Professor Merlin Crossley, UNSW Deputy Vice-Chancellor, Academic

“At present universities are funded by a mixture of government support from domestic and international student fees, government and industry research grants, and philanthropy. It seems that the idea of balancing taxes and user-pays fees via income contingent loans is here to stay.”

Strikingly, one of the stand out results was that 91% agree that the mix of teaching and research conducted at universities improves the quality of education and leads to important health and technological advances. This resonates with the view that the Australian electorate does strongly support efforts for Australia to be a world leader in research as well in as in teaching.
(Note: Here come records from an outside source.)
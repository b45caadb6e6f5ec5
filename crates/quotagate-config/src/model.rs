// SPDX-FileCopyrightText: 2026 Quotagate Contributors
// SPDX-License-Identifier: MIT OR Apache-2.0

//! Configuration model structs for the Quotagate proxy.
//!
//! All structs use `#[serde(deny_unknown_fields)]` to reject unrecognized
//! config keys at startup, providing actionable error messages.

use serde::{Deserialize, Serialize};

/// Top-level Quotagate configuration.
///
/// Loaded from TOML files following XDG hierarchy, with environment variable overrides.
/// All sections are optional and default to sensible values.
#[derive(Debug, Clone, Default, PartialEq, Deserialize, Serialize)]
#[serde(deny_unknown_fields)]
pub struct QuotagateConfig {
    /// HTTP listener settings.
    #[serde(default)]
    pub server: ServerConfig,

    /// Budget ceiling and pricing settings.
    #[serde(default)]
    pub cost: CostConfig,

    /// Upstream completion API settings.
    #[serde(default)]
    pub upstream: UpstreamConfig,
}

/// HTTP listener configuration.
#[derive(Debug, Clone, PartialEq, Deserialize, Serialize)]
#[serde(deny_unknown_fields)]
pub struct ServerConfig {
    /// Address to bind. Loopback by default: the proxy forwards caller keys.
    #[serde(default = "default_host")]
    pub host: String,

    #[serde(default = "default_port")]
    pub port: u16,

    /// Logging level (trace, debug, info, warn, error).
    #[serde(default = "default_log_level")]
    pub log_level: String,
}

impl Default for ServerConfig {
    fn default() -> Self {
        Self {
            host: default_host(),
            port: default_port(),
            log_level: default_log_level(),
        }
    }
}

fn default_host() -> String {
    "127.0.0.1".to_string()
}

fn default_port() -> u16 {
    5000
}

fn default_log_level() -> String {
    "info".to_string()
}

/// Budget and pricing configuration.
#[derive(Debug, Clone, PartialEq, Deserialize, Serialize)]
#[serde(deny_unknown_fields)]
pub struct CostConfig {
    /// Global spending ceiling in USD. Zero or negative rejects every request.
    #[serde(default = "default_quota_usd")]
    pub quota_usd: f64,

    /// Path to the model pricing CSV.
    #[serde(default = "default_pricing_file")]
    pub pricing_file: String,

    /// Accepted model-name prefixes. Empty derives the list from the catalog.
    #[serde(default)]
    pub allowed_model_prefixes: Vec<String>,

    /// Input rate (USD per million tokens) for models missing from the catalog.
    #[serde(default = "default_input_per_mtok")]
    pub default_input_per_mtok: f64,

    /// Output rate (USD per million tokens) for models missing from the catalog.
    #[serde(default = "default_output_per_mtok")]
    pub default_output_per_mtok: f64,
}

impl Default for CostConfig {
    fn default() -> Self {
        Self {
            quota_usd: default_quota_usd(),
            pricing_file: default_pricing_file(),
            allowed_model_prefixes: Vec::new(),
            default_input_per_mtok: default_input_per_mtok(),
            default_output_per_mtok: default_output_per_mtok(),
        }
    }
}

fn default_quota_usd() -> f64 {
    2.0
}

fn default_pricing_file() -> String {
    "config/model_pricing.csv".to_string()
}

fn default_input_per_mtok() -> f64 {
    30.0
}

fn default_output_per_mtok() -> f64 {
    60.0
}

/// Upstream completion API configuration.
#[derive(Debug, Clone, PartialEq, Deserialize, Serialize)]
#[serde(deny_unknown_fields)]
pub struct UpstreamConfig {
    /// Full chat completions endpoint URL.
    #[serde(default = "default_base_url")]
    pub base_url: String,

    /// Whole-request timeout in seconds.
    #[serde(default = "default_timeout_secs")]
    pub timeout_secs: u64,
}

impl Default for UpstreamConfig {
    fn default() -> Self {
        Self {
            base_url: default_base_url(),
            timeout_secs: default_timeout_secs(),
        }
    }
}

fn default_base_url() -> String {
    "https://api.openai.com/v1/chat/completions".to_string()
}

fn default_timeout_secs() -> u64 {
    300
}
// SPDX-FileCopyrightText: 2026 Quotagate Contributors
// SPDX-License-Identifier: MIT OR Apache-2.0

//! Configuration system for the Quotagate proxy.
//!
//! Provides TOML configuration parsing with strict validation (`deny_unknown_fields`),
//! XDG file hierarchy lookup, environment variable overrides, and diagnostic
//! error rendering with typo suggestions.
//!
//! # Usage
//!
//! ```no_run
//! use quotagate_config::load_and_validate;
//!
//! let config = load_and_validate().expect("config errors");
//! println!("Quota: ${}", config.cost.quota_usd);
//! ```

pub mod diagnostic;
pub mod loader;
pub mod model;
pub mod validation;

use std::path::Path;

pub use diagnostic::{render_errors, ConfigError};
pub use loader::{load_config, load_config_from_path, load_config_from_str};
pub use model::QuotagateConfig;

/// Load configuration from the XDG hierarchy and validate it.
///
/// This is the high-level entry point that:
/// 1. Loads config from TOML files + env vars via Figment
/// 2. On success: runs post-deserialization validation
/// 3. On Figment error: converts to miette diagnostics with typo suggestions
pub fn load_and_validate() -> Result<QuotagateConfig, Vec<ConfigError>> {
    match loader::load_config() {
        Ok(config) => {
            validation::validate_config(&config)?;
            Ok(config)
        }
        Err(err) => Err(diagnostic::figment_to_config_errors(
            err,
            &collect_toml_sources(),
        )),
    }
}

/// Load configuration from an explicit file (plus env overrides) and validate it.
pub fn load_and_validate_path(path: &Path) -> Result<QuotagateConfig, Vec<ConfigError>> {
    if !path.is_file() {
        return Err(vec![ConfigError::FileNotFound {
            path: path.display().to_string(),
        }]);
    }
    match loader::load_config_from_path(path) {
        Ok(config) => {
            validation::validate_config(&config)?;
            Ok(config)
        }
        Err(err) => {
            let sources = std::fs::read_to_string(path)
                .map(|content| vec![(path.display().to_string(), content)])
                .unwrap_or_default();
            Err(diagnostic::figment_to_config_errors(err, &sources))
        }
    }
}

/// Load configuration from a specific TOML string and validate it.
///
/// Useful for testing and explicit configuration.
pub fn load_and_validate_str(toml_content: &str) -> Result<QuotagateConfig, Vec<ConfigError>> {
    match loader::load_config_from_str(toml_content) {
        Ok(config) => {
            validation::validate_config(&config)?;
            Ok(config)
        }
        Err(err) => {
            let sources = vec![("<inline>".to_string(), toml_content.to_string())];
            Err(diagnostic::figment_to_config_errors(err, &sources))
        }
    }
}

/// Collect TOML source file contents for error span resolution.
fn collect_toml_sources() -> Vec<(String, String)> {
    let local = std::env::current_dir()
        .map(|d| d.join(loader::LOCAL_CONFIG_FILE))
        .unwrap_or_else(|_| loader::LOCAL_CONFIG_FILE.into());
    let candidates = [
        Some(local),
        loader::user_config_path(),
        Some(loader::SYSTEM_CONFIG_PATH.into()),
    ];

    candidates
        .into_iter()
        .flatten()
        .filter_map(|path| {
            std::fs::read_to_string(&path)
                .ok()
                .map(|content| (path.display().to_string(), content))
        })
        .collect()
}
// SPDX-FileCopyrightText: 2026 Quotagate Contributors
// SPDX-License-Identifier: MIT OR Apache-2.0

//! Error body returned by the chat completions API.

use serde::Deserialize;

/// Error response envelope.
#[derive(Debug, Clone, Deserialize)]
pub struct ApiErrorResponse {
    pub error: ApiErrorDetail,
}

/// Error detail within an API error response.
#[derive(Debug, Clone, Deserialize)]
pub struct ApiErrorDetail {
    /// Human-readable error message.
    pub message: String,
    /// Error type identifier, e.g. `invalid_request_error`.
    #[serde(rename = "type", default)]
    pub type_: Option<String>,
    /// Machine code such as `model_not_found`. Sometimes absent or null.
    #[serde(default)]
    pub code: Option<String>,
}

impl ApiErrorDetail {
    /// `type` if present, else `code`, else "unknown".
    pub fn label(&self) -> &str {
        self.type_
            .as_deref()
            .or(self.code.as_deref())
            .unwrap_or("unknown")
    }
}
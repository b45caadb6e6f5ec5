// SPDX-FileCopyrightText: 2026 Quotagate Contributors
// SPDX-License-Identifier: MIT OR Apache-2.0

//! Upstream completion provider trait.

use async_trait::async_trait;

use crate::error::QuotaError;
use crate::types::{ChatRequest, ChatResponse};

/// The upstream chat completion API.
///
/// Implementations perform exactly one attempt per call. Any transport error
/// or non-success status is reported as [`QuotaError::Upstream`].
#[async_trait]
pub trait CompletionProvider: Send + Sync {
    /// Short name used in logs.
    fn name(&self) -> &str;

    /// Forward `request` upstream, authenticating with the caller's `credential`.
    async fn complete(
        &self,
        request: &ChatRequest,
        credential: &str,
    ) -> Result<ChatResponse, QuotaError>;
}
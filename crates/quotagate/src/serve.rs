// SPDX-FileCopyrightText: 2026 Quotagate Contributors
// SPDX-License-Identifier: MIT OR Apache-2.0

//! `quotagate serve` command implementation.
//!
//! Loads the pricing catalog, builds the model allow-list and the budget
//! ledger, wires the admission controller to the OpenAI upstream, and serves
//! the proxy until SIGINT or SIGTERM.

use std::sync::Arc;

use quotagate_admission::{AdmissionController, ModelAllowList};
use quotagate_config::model::{CostConfig, QuotagateConfig};
use quotagate_core::{QuotaError, TiktokenCounter};
use quotagate_cost::{BudgetLedger, PriceCatalog};
use quotagate_gateway::{start_server, GatewayState, ServerConfig};
use quotagate_openai::OpenAiProvider;
use tracing::{debug, info, warn};

/// Runs the `quotagate serve` command.
pub async fn run_serve(config: QuotagateConfig) -> Result<(), QuotaError> {
    init_tracing(&config.server.log_level);

    info!("starting quotagate serve");

    let catalog = Arc::new(load_catalog(&config.cost));
    let allow_list = ModelAllowList::resolve(&config.cost.allowed_model_prefixes, &catalog);
    let ledger = Arc::new(BudgetLedger::new(config.cost.quota_usd));
    let provider = Arc::new(OpenAiProvider::new(&config.upstream)?);
    let tokenizer = Arc::new(TiktokenCounter::new());

    info!(
        quota_usd = config.cost.quota_usd,
        models = ?catalog.keys(),
        allowed_prefixes = ?allow_list.prefixes(),
        "budget and pricing ready"
    );

    let controller = Arc::new(AdmissionController::new(
        catalog,
        ledger,
        allow_list,
        tokenizer,
        provider,
    ));

    let server_config = ServerConfig {
        host: config.server.host.clone(),
        port: config.server.port,
    };
    start_server(&server_config, GatewayState { controller }, shutdown_signal()).await
}

/// Loads the pricing catalog, falling back to an empty one on failure.
///
/// An empty catalog prices every model at the configured default rates.
pub(crate) fn load_catalog(cost: &CostConfig) -> PriceCatalog {
    let catalog = match PriceCatalog::load(&cost.pricing_file) {
        Ok(catalog) => {
            info!(
                path = cost.pricing_file.as_str(),
                models = catalog.len(),
                "pricing catalog loaded"
            );
            catalog
        }
        Err(e) => {
            warn!(
                path = cost.pricing_file.as_str(),
                error = %e,
                "failed to load pricing, using default pricing"
            );
            PriceCatalog::new()
        }
    };
    catalog.with_fallback_rates(cost.default_input_per_mtok, cost.default_output_per_mtok)
}

/// Resolves when the process receives SIGINT or SIGTERM.
async fn shutdown_signal() {
    let ctrl_c = async {
        if let Err(e) = tokio::signal::ctrl_c().await {
            warn!(error = %e, "failed to listen for Ctrl+C");
            std::future::pending::<()>().await;
        }
    };

    #[cfg(unix)]
    let terminate = async {
        use tokio::signal::unix::{signal, SignalKind};
        match signal(SignalKind::terminate()) {
            Ok(mut sigterm) => {
                sigterm.recv().await;
            }
            Err(e) => {
                warn!(error = %e, "failed to install SIGTERM handler");
                std::future::pending::<()>().await;
            }
        }
    };

    #[cfg(not(unix))]
    let terminate = std::future::pending::<()>();

    tokio::select! {
        _ = ctrl_c => info!("received SIGINT (Ctrl+C), initiating shutdown"),
        _ = terminate => info!("received SIGTERM, initiating shutdown"),
    }
    debug!("shutdown signal handler completed");
}

/// Initializes the tracing subscriber with the configured log level.
fn init_tracing(log_level: &str) {
    use tracing_subscriber::EnvFilter;

    let filter = EnvFilter::try_from_default_env()
        .unwrap_or_else(|_| EnvFilter::new(format!("quotagate={log_level},warn")));

    tracing_subscriber::fmt()
        .with_env_filter(filter)
        .with_target(true)
        .with_thread_names(false)
        .init();
}

#[cfg(test)]
mod tests {
    use std::io::Write;

    use super::*;

    fn cost_config(pricing_file: String) -> CostConfig {
        CostConfig {
            pricing_file,
            ..CostConfig::default()
        }
    }

    #[test]
    fn missing_pricing_file_falls_back_to_defaults() {
        let dir = tempfile::tempdir().unwrap();
        let path = dir.path().join("absent.csv").display().to_string();
        let catalog = load_catalog(&cost_config(path));
        assert!(catalog.is_empty());

        let (entry, matched) = catalog.resolve("gpt-4o");
        assert!(!matched);
        assert_eq!(entry.input, 30.0);
        assert_eq!(entry.output, 60.0);
    }

    #[test]
    fn configured_default_rates_apply_to_fallback() {
        let dir = tempfile::tempdir().unwrap();
        let mut cost = cost_config(dir.path().join("absent.csv").display().to_string());
        cost.default_input_per_mtok = 1.0;
        cost.default_output_per_mtok = 2.0;
        let catalog = load_catalog(&cost);
        let (entry, _) = catalog.resolve("anything");
        assert_eq!((entry.input, entry.output), (1.0, 2.0));
    }

    #[test]
    fn pricing_file_is_loaded() {
        let mut file = tempfile::Builder::new().suffix(".csv").tempfile().unwrap();
        writeln!(file, "model,version,input,cached_input,output").unwrap();
        writeln!(file, "gpt-4o,gpt-4o-2024-08-06,2.5,1.25,10").unwrap();
        let catalog = load_catalog(&cost_config(file.path().display().to_string()));
        assert!(catalog.resolve("gpt-4o").1);
        assert!(catalog.resolve("gpt-4o-2024-08-06").1);
    }

    #[test]
    fn bundled_pricing_file_parses() {
        let path = concat!(env!("CARGO_MANIFEST_DIR"), "/../../config/model_pricing.csv");
        let catalog = load_catalog(&cost_config(path.to_string()));
        assert!(!catalog.is_empty());
        assert!(catalog.resolve("gpt-4o-mini").1);
    }
}
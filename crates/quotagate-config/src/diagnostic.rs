// SPDX-FileCopyrightText: 2026 Quotagate Contributors
// SPDX-License-Identifier: MIT OR Apache-2.0

//! Figment-to-miette error bridge with fuzzy match suggestions.
//!
//! Converts Figment deserialization errors into miette diagnostics with
//! source spans, the valid keys of the section, and "did you mean?"
//! suggestions using Jaro-Winkler string similarity.

#![allow(unused_assignments)] // miette's Diagnostic derive generates code triggering this lint

use miette::{Diagnostic, NamedSource, SourceSpan};
use thiserror::Error;

/// Minimum Jaro-Winkler similarity score to suggest a correction.
/// Catches typos like `qouta_usd` -> `quota_usd` or `prot` -> `port`.
const SUGGESTION_THRESHOLD: f64 = 0.75;

/// A configuration error with diagnostic information.
#[derive(Debug, Error, Diagnostic)]
pub enum ConfigError {
    /// An unknown key was found in the configuration.
    #[error("unknown configuration key `{key}`")]
    #[diagnostic(
        code(quotagate::config::unknown_key),
        help("{}", format_unknown_key_help(suggestion.as_deref(), valid_keys))
    )]
    UnknownKey {
        key: String,
        /// Suggested correction via fuzzy matching, if any.
        suggestion: Option<String>,
        /// Comma-separated valid keys for the section.
        valid_keys: String,
        #[label("this key is not recognized")]
        span: Option<SourceSpan>,
        #[source_code]
        src: Option<NamedSource<String>>,
    },

    /// A configuration value has the wrong type.
    #[error("invalid type for key `{key}`: {detail}")]
    #[diagnostic(code(quotagate::config::invalid_type), help("expected {expected}"))]
    InvalidType {
        key: String,
        detail: String,
        expected: String,
    },

    /// A required configuration key is missing.
    #[error("missing required key `{key}`")]
    #[diagnostic(
        code(quotagate::config::missing_key),
        help("add `{key} = <value>` to your quotagate.toml")
    )]
    MissingKey { key: String },

    /// A value that parsed but is semantically invalid.
    #[error("invalid value for `{key}`: {message}")]
    #[diagnostic(code(quotagate::config::validation))]
    Validation { key: String, message: String },

    /// An explicitly requested config file does not exist.
    #[error("config file not found: {path}")]
    #[diagnostic(
        code(quotagate::config::file_not_found),
        help("check the --config path, or omit it to use the default locations")
    )]
    FileNotFound { path: String },

    /// Catch-all for other configuration errors.
    #[error("configuration error: {0}")]
    #[diagnostic(code(quotagate::config::other))]
    Other(String),
}

fn format_unknown_key_help(suggestion: Option<&str>, valid_keys: &str) -> String {
    match suggestion {
        Some(s) => format!("did you mean `{s}`? Valid keys: {valid_keys}"),
        None => format!("valid keys: {valid_keys}"),
    }
}

/// Convert a `figment::Error` into a list of `ConfigError` diagnostics.
///
/// A figment error may carry several errors; each becomes one diagnostic.
pub fn figment_to_config_errors(
    err: figment::Error,
    toml_sources: &[(String, String)],
) -> Vec<ConfigError> {
    use figment::error::Kind;

    err.into_iter()
        .map(|error| match &error.kind {
            Kind::UnknownField(field, expected) => {
                let (span, src) = find_source_span(&error, field, toml_sources);
                ConfigError::UnknownKey {
                    key: field.clone(),
                    suggestion: suggest_key(field, expected),
                    valid_keys: expected.join(", "),
                    span,
                    src,
                }
            }
            Kind::MissingField(field) => ConfigError::MissingKey {
                key: field.clone().into_owned(),
            },
            Kind::InvalidType(actual, expected) => ConfigError::InvalidType {
                key: dotted_path(&error),
                detail: format!("found {actual}, expected {expected}"),
                expected: expected.to_string(),
            },
            _ => ConfigError::Other(error.to_string()),
        })
        .collect()
}

fn dotted_path(error: &figment::error::Error) -> String {
    error
        .path
        .iter()
        .map(String::as_str)
        .collect::<Vec<_>>()
        .join(".")
}

/// Locate an unknown key in whichever TOML file the error came from.
fn find_source_span(
    error: &figment::error::Error,
    field: &str,
    toml_sources: &[(String, String)],
) -> (Option<SourceSpan>, Option<NamedSource<String>>) {
    let source_path = error
        .metadata
        .as_ref()
        .and_then(|m| m.source.as_ref())
        .and_then(|s| match s {
            figment::Source::File(path) => Some(path.display().to_string()),
            _ => None,
        });

    let Some((path, content)) = source_path
        .as_ref()
        .and_then(|path| toml_sources.iter().find(|(p, _)| p == path))
    else {
        return (None, None);
    };

    match find_key_offset(content, &error.path, field) {
        Some(offset) => (
            Some(SourceSpan::new(offset.into(), field.len())),
            Some(NamedSource::new(path, content.clone())),
        ),
        None => (None, None),
    }
}

/// Find the byte offset of a key in TOML content, relative to a section path.
///
/// For `path = ["cost"]` and `field = "qouta_usd"`, finds the `[cost]` header
/// then searches for `qouta_usd` at the start of a following line. For
/// top-level fields, searches from the start.
pub fn find_key_offset(content: &str, path: &[String], field: &str) -> Option<usize> {
    let search_start = match path.first() {
        None => 0,
        Some(section) => {
            let header = format!("[{section}]");
            content.find(&header)? + header.len()
        }
    };

    let mut offset = search_start;
    for line in content[search_start..].split_inclusive('\n') {
        let trimmed = line.trim_start();
        if let Some(after) = trimmed.strip_prefix(field)
            && after.starts_with([' ', '\t', '='])
        {
            return Some(offset + (line.len() - trimmed.len()));
        }
        offset += line.len();
    }
    None
}

/// Suggest the most similar valid key using Jaro-Winkler similarity.
///
/// Returns `None` when no key scores above the threshold.
pub fn suggest_key(unknown: &str, valid_keys: &[&str]) -> Option<String> {
    valid_keys
        .iter()
        .map(|&key| (key, strsim::jaro_winkler(unknown, key)))
        .filter(|&(_, score)| score > SUGGESTION_THRESHOLD)
        .max_by(|a, b| a.1.total_cmp(&b.1))
        .map(|(key, _)| key.to_string())
}

/// Render a list of `ConfigError`s to stderr using miette's graphical handler.
pub fn render_errors(errors: &[ConfigError]) {
    use miette::GraphicalReportHandler;

    let handler = GraphicalReportHandler::new();
    for error in errors {
        let mut buf = String::new();
        let diagnostic: &dyn Diagnostic = error;
        if handler.render_report(&mut buf, diagnostic).is_ok() {
            eprint!("{buf}");
        } else {
            eprintln!("Error: {error}");
        }
    }
}
// SPDX-FileCopyrightText: 2026 Quotagate Contributors
// SPDX-License-Identifier: MIT OR Apache-2.0

//! Quotagate - a quota-enforcing, cost-accounting OpenAI proxy.
//!
//! This is the binary entry point for the proxy.

#[cfg(not(target_env = "msvc"))]
use tikv_jemallocator::Jemalloc;

#[cfg(not(target_env = "msvc"))]
#[global_allocator]
static GLOBAL: Jemalloc = Jemalloc;

mod pricing;
mod serve;

use std::path::PathBuf;

use clap::{Parser, Subcommand};
use quotagate_config::{ConfigError, QuotagateConfig};

/// Quotagate - a quota-enforcing, cost-accounting OpenAI proxy.
#[derive(Parser, Debug)]
#[command(name = "quotagate", version, about, long_about = None)]
struct Cli {
    /// Global spending ceiling in USD (overrides `cost.quota_usd`).
    #[arg(long, global = true, allow_negative_numbers = true)]
    quota: Option<f64>,

    /// Port to listen on (overrides `server.port`).
    #[arg(long, global = true)]
    port: Option<u16>,

    /// Path to the model pricing CSV (overrides `cost.pricing_file`).
    #[arg(long, global = true)]
    pricing: Option<String>,

    /// Load this config file instead of the XDG hierarchy.
    #[arg(long, global = true)]
    config: Option<PathBuf>,

    #[command(subcommand)]
    command: Option<Commands>,
}

/// Available subcommands.
#[derive(Subcommand, Debug, PartialEq)]
enum Commands {
    /// Start the proxy server (default).
    Serve,
    /// Show the loaded pricing catalog, or how a model is priced.
    Pricing {
        /// Model name to resolve against the catalog.
        model: Option<String>,
        /// Output as JSON.
        #[arg(long)]
        json: bool,
    },
}

impl Cli {
    /// Load the configuration, apply the command-line overrides, and
    /// validate the result.
    fn resolve_config(&self) -> Result<QuotagateConfig, Vec<ConfigError>> {
        let mut config = match &self.config {
            Some(path) => quotagate_config::load_and_validate_path(path)?,
            None => quotagate_config::load_and_validate()?,
        };
        self.apply_overrides(&mut config);
        quotagate_config::validation::validate_config(&config)?;
        Ok(config)
    }

    /// Apply command-line overrides on top of the loaded configuration.
    fn apply_overrides(&self, config: &mut QuotagateConfig) {
        if let Some(quota) = self.quota {
            config.cost.quota_usd = quota;
        }
        if let Some(port) = self.port {
            config.server.port = port;
        }
        if let Some(pricing) = &self.pricing {
            config.cost.pricing_file = pricing.clone();
        }
    }
}

#[tokio::main]
async fn main() {
    let cli = Cli::parse();

    let config = match cli.resolve_config() {
        Ok(config) => config,
        Err(errors) => {
            quotagate_config::render_errors(&errors);
            std::process::exit(1);
        }
    };

    match cli.command.unwrap_or(Commands::Serve) {
        Commands::Serve => {
            if let Err(e) = serve::run_serve(config).await {
                eprintln!("error: {e}");
                std::process::exit(1);
            }
        }
        Commands::Pricing { model, json } => {
            if let Err(e) = pricing::run_pricing(&config, model.as_deref(), json) {
                eprintln!("error: {e}");
                std::process::exit(1);
            }
        }
    }
}
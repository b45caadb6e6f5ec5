// SPDX-FileCopyrightText: 2026 Quotagate Contributors
// SPDX-License-Identifier: MIT OR Apache-2.0

//! Token counting trait.

/// Counts tokens in a piece of text for a given model.
///
/// Must be deterministic and total: an unknown model falls back to some
/// encoding rather than failing. Counts may be approximate.
pub trait TokenCounter: Send + Sync {
    fn count_tokens(&self, text: &str, model: &str) -> u64;
}
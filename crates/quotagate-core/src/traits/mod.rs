// SPDX-FileCopyrightText: 2026 Quotagate Contributors
// SPDX-License-Identifier: MIT OR Apache-2.0

//! Collaborator traits the admission controller depends on.
//!
//! Both collaborators are injected as trait objects so the controller can be
//! driven by mocks in tests and by real implementations in the binary.

pub mod provider;
pub mod tokenizer;

pub use provider::CompletionProvider;
pub use tokenizer::TokenCounter;
// SPDX-FileCopyrightText: 2026 Quotagate Contributors
// SPDX-License-Identifier: MIT OR Apache-2.0

//! Mock completion provider for deterministic testing.
//!
//! `MockProvider` implements `CompletionProvider` with pre-configured
//! responses, enabling fast, CI-runnable tests without external API calls.

use std::collections::VecDeque;
use std::sync::Arc;
use std::sync::atomic::{AtomicUsize, Ordering};

use async_trait::async_trait;
use tokio::sync::{Barrier, Mutex};

use quotagate_core::{
    ChatMessage, ChatRequest, ChatResponse, Choice, CompletionProvider, QuotaError, Usage,
};

/// Usage reported by default: 10 prompt and 20 completion tokens.
pub const DEFAULT_MOCK_USAGE: Usage = Usage {
    prompt_tokens: 10,
    completion_tokens: 20,
    total_tokens: 30,
};

/// A mock upstream that returns pre-configured responses.
///
/// Responses are popped from a FIFO queue. When the queue is empty,
/// a default "mock response" text is returned.
pub struct MockProvider {
    responses: Arc<Mutex<VecDeque<String>>>,
    usage: Usage,
    failure: Option<String>,
    barrier: Option<Arc<Barrier>>,
    calls: AtomicUsize,
    last_credential: Mutex<Option<String>>,
}

impl MockProvider {
    /// Create a new mock provider with an empty response queue.
    pub fn new() -> Self {
        Self {
            responses: Arc::new(Mutex::new(VecDeque::new())),
            usage: DEFAULT_MOCK_USAGE,
            failure: None,
            barrier: None,
            calls: AtomicUsize::new(0),
            last_credential: Mutex::new(None),
        }
    }

    /// Create a mock provider pre-loaded with the given responses.
    pub fn with_responses(responses: Vec<String>) -> Self {
        Self {
            responses: Arc::new(Mutex::new(VecDeque::from(responses))),
            ..Self::new()
        }
    }

    /// Report this usage block on every response.
    pub fn with_usage(mut self, usage: Usage) -> Self {
        self.usage = usage;
        self
    }

    /// Fail every call with an upstream error carrying `message`.
    pub fn failing(mut self, message: impl Into<String>) -> Self {
        self.failure = Some(message.into());
        self
    }

    /// Hold every call at `barrier` before responding, so tests can keep
    /// several requests in flight at once.
    pub fn with_barrier(mut self, barrier: Arc<Barrier>) -> Self {
        self.barrier = Some(barrier);
        self
    }

    /// Add a response to the end of the queue.
    pub async fn add_response(&self, text: String) {
        self.responses.lock().await.push_back(text);
    }

    /// Number of times `complete` has been invoked.
    pub fn call_count(&self) -> usize {
        self.calls.load(Ordering::SeqCst)
    }

    /// The credential passed on the most recent call.
    pub async fn last_credential(&self) -> Option<String> {
        self.last_credential.lock().await.clone()
    }

    /// Pop the next response, or return the default.
    async fn next_response(&self) -> String {
        self.responses
            .lock()
            .await
            .pop_front()
            .unwrap_or_else(|| "mock response".to_string())
    }
}

impl Default for MockProvider {
    fn default() -> Self {
        Self::new()
    }
}

#[async_trait]
impl CompletionProvider for MockProvider {
    fn name(&self) -> &str {
        "mock-provider"
    }

    async fn complete(
        &self,
        request: &ChatRequest,
        credential: &str,
    ) -> Result<ChatResponse, QuotaError> {
        self.calls.fetch_add(1, Ordering::SeqCst);
        *self.last_credential.lock().await = Some(credential.to_string());

        if let Some(barrier) = &self.barrier {
            barrier.wait().await;
        }
        if let Some(message) = &self.failure {
            return Err(QuotaError::upstream(message.clone()));
        }

        let text = self.next_response().await;
        Ok(ChatResponse {
            id: format!("chatcmpl-mock-{}", self.call_count()),
            object: "chat.completion".to_string(),
            created: 0,
            model: request.model.clone(),
            choices: vec![Choice {
                index: 0,
                message: ChatMessage::new("assistant", text),
                finish_reason: Some("stop".to_string()),
                extra: Default::default(),
            }],
            usage: self.usage,
            proxy_usage: None,
            extra: Default::default(),
        })
    }
}
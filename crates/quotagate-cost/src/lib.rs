// SPDX-FileCopyrightText: 2026 Quotagate Contributors
// SPDX-License-Identifier: MIT OR Apache-2.0

//! Cost accounting for the Quotagate proxy.
//!
//! This crate provides:
//! - **Price catalog**: per-model rates loaded from a CSV source, with exact and prefix lookup
//! - **Pricing**: token-count to USD conversion against a resolved catalog entry
//! - **Budget ledger**: the single shared spend counter checked against the ceiling

pub mod budget;
pub mod catalog;
pub mod pricing;

pub use budget::{BudgetLedger, LedgerSnapshot};
pub use catalog::{PriceCatalog, PriceEntry};
pub use pricing::{calculate_cost, round_usd};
The findings recognise the importance of universities and the role they play in society through the provision of knowledge, skills and research, and confirm that the population is interested and does care about our universities. Other key findings:

  • 47% want the government to intervene and set university entry levels for courses, such as teaching, verses 38% who want universities to set their own limits (15% don’t know).

  • Universities are recognised as conducting the majority of the nation’s research compared to private companies and institutions, and government institutions; this is especially so for the millennial generation but not by those aged over 65 years who think private organisations do the most research work.

  • 53% of people in the study have completed or are completing a bachelor’s or higher degree at university, 30% have completed or are completing a TAFE or other non-university qualification, and 17% completed or were doing high school.

“Australia is a world leader in terms of providing education for international students. I think our forefathers would have been very pleased had they known Australia would emerge as an intellectual capital in the 21st century, making a huge contribution to global education. It is impressive that universities not only help maintain the skilled workforces of the future but also contribute to the key health and technological breakthroughs we all benefit from,” Professor Crossley said.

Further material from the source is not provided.